Continuing vs. Discontinued Operations on the Income Statement
The longer you invest, and the more annual reports and Form 10-K filings you read, the more likely you are to come across a company's reported profits organized along two lines: continuing operations and discontinued operations.
The conditions that lead to this distinction can be as varied but usually involve either shutting down a unit that was losing money, selling a subsidiary for one reason or another, or spinning off an operating division.
This is perfectly understandable as times change, businesses adapt, and different lines of business are affected by market forces, regulatory shifts, political environments, technological advancements, and a host of other considerations.
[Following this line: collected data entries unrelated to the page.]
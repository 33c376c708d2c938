//! PublishAvailabilityHandler - Cuts an availability window into open slots.

use std::sync::Arc;

use crate::domain::foundation::{authorize, CommandMetadata, Timestamp};
use crate::domain::offering::{Availability, ServiceType};
use crate::domain::policy::can_create_availability;
use crate::domain::session::{Session, SessionError};
use crate::ports::{EventPublisher, SessionRepository};

use super::common::{persist, publish};

#[derive(Debug, Clone)]
pub struct PublishAvailabilityCommand {
    pub service_type: ServiceType,
    pub availability: Availability,
}

pub struct PublishAvailabilityHandler {
    repository: Arc<dyn SessionRepository>,
    event_publisher: Arc<dyn EventPublisher>,
}

impl PublishAvailabilityHandler {
    pub fn new(
        repository: Arc<dyn SessionRepository>,
        event_publisher: Arc<dyn EventPublisher>,
    ) -> Self {
        Self {
            repository,
            event_publisher,
        }
    }

    /// Returns the created slots in chronological order.
    pub async fn handle(
        &self,
        cmd: PublishAvailabilityCommand,
        metadata: CommandMetadata,
    ) -> Result<Vec<Session>, SessionError> {
        let actor = &metadata.actor;
        authorize(
            can_create_availability(&cmd.availability.provider_id, actor),
            actor,
            "publish",
            &cmd.availability,
        )?;

        let now = Timestamp::now();
        let mut created = Vec::new();
        for slot in cmd.availability.slots(&cmd.service_type)? {
            let (mut session, event) = Session::new_available(slot, now)?;
            persist(self.repository.as_ref(), &mut session).await?;
            publish(self.event_publisher.as_ref(), &event, &metadata).await;
            created.push(session);
        }

        tracing::info!(
            availability_id = %cmd.availability.id,
            slots = created.len(),
            "Availability published"
        );
        Ok(created)
    }
}

#[cfg(test)]
mod tests {
    use super::*;
    use crate::application::handlers::test_support::*;
    use crate::domain::foundation::ProviderId;
    use crate::domain::session::SessionType;

    fn offering(provider: &str) -> PublishAvailabilityCommand {
        let provider = ProviderId::new(provider).unwrap();
        let service =
            ServiceType::new(provider.clone(), "SAT Math", SessionType::TestPrep, 50, 9000)
                .unwrap();
        let start = hours_from_now(96);
        let availability =
            Availability::new(provider, service.id, start, start.plus_minutes(180)).unwrap();
        PublishAvailabilityCommand {
            service_type: service,
            availability,
        }
    }

    #[tokio::test]
    async fn window_becomes_back_to_back_slots() {
        let h = Harness::new();
        let handler = PublishAvailabilityHandler::new(h.repository.clone(), h.events.clone());

        let slots = handler
            .handle(offering("tutor-math-1"), metadata(tutor()))
            .await
            .unwrap();

        // 180 minutes of 50-minute sessions: three fit, 30 minutes left over.
        assert_eq!(slots.len(), 3);
        assert_eq!(slots[0].scheduled_end(), slots[1].scheduled_start());
        assert!(slots.iter().all(|s| s.price_cents() == 9000));
        assert_eq!(h.events.events_of_type("session.slot_published.v1").len(), 3);
    }

    #[tokio::test]
    async fn other_providers_are_forbidden() {
        let h = Harness::new();
        let handler = PublishAvailabilityHandler::new(h.repository.clone(), h.events.clone());

        let result = handler
            .handle(offering("tutor-math-1"), metadata(other_tutor()))
            .await;

        assert!(matches!(result, Err(SessionError::Forbidden(_))));
        assert_eq!(h.repository.len().await, 0);
    }
}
It can present a problem, however, for showcasing past financial data to potential investors, whether stockholders or bondholders.
Separating Financial Results
If the financial results of the former business activity that was discontinued are still included in historical financial data as they were originally reported, it would create a large disconnect between where the company was and what its financial results look like now. The solution is to strip the financial results of the discontinuing operations out of the overall financial data as if they were a separate company or had never existed.
The following is a historical example from the dot-com era to demonstrate how continuing operations and discontinued operations might arise on the income statement.
Viacom and Simon & Schuster
In the 1990s, Viacom, owner of MTV, VH1, and Nickelodeon, purchased Paramount Studios. To pay for the acquisition, Viacom took on a large amount of debt. The company's Chairman, Sumner Redstone, began selling assets and businesses the company owned in order to help pay down this debt—even perfectly fine businesses that it had been happy to own in the past.
Simon & Schuster's education division was one of the businesses Viacom decided to let go, ultimately selling it to British media group Pearson PLC for $4.6 billion dollars. The deal affected the company's revenue and earnings in a few different ways.
This is where discontinued and ongoing operations come to the rescue. When Viacom sold Simon & Schuster's education division, it received a large amount of cash from the buyer. However, because it no longer owned the entity, it understandably lost all future rights to any of the ongoing revenue and profits that the publisher generated.
Viacom's management needed a way to warn its investors, "...Simon & Schuster generated [X amount] of our profit and revenue. We no longer own the business, so we will not be earning this same level of revenue and profit next year." To do that, Viacom put a line-item entry on its income statement called "Discontinued Operations." This entry shows investors money that was earned from businesses that won't be part of the company's ongoing operations or holdings for very much longer.
When Companies Use the Discontinued Operations Classification
In most cases, discontinued operations occur because management thinks the new business will perform better than the old business. Segregating the two sets of financial information, which is also required by generally accepted accounting principles (GAAP) rules, allows the company to highlight the ongoing and profitable nature of the surviving entity so that investors can assign a better price-to-earnings ratio to the stock's predicted future performance.
Continuing operations are exactly what they sound like—ongoing concerns, or businesses, that the company expects to be engaged in for the foreseeable future.
Net Income from Continuing Operations
After all of the expenses are deducted, the investor is left with a figure called net income from continuing operations. This is a calculation of the profit generated by continuing operations during the period covered by the income statement.
Net Income from Discontinued Operations
The amount shown on the income statement under discontinued operations is the profit or loss made during the current period from business lines or units that will not be a part of the company in the future.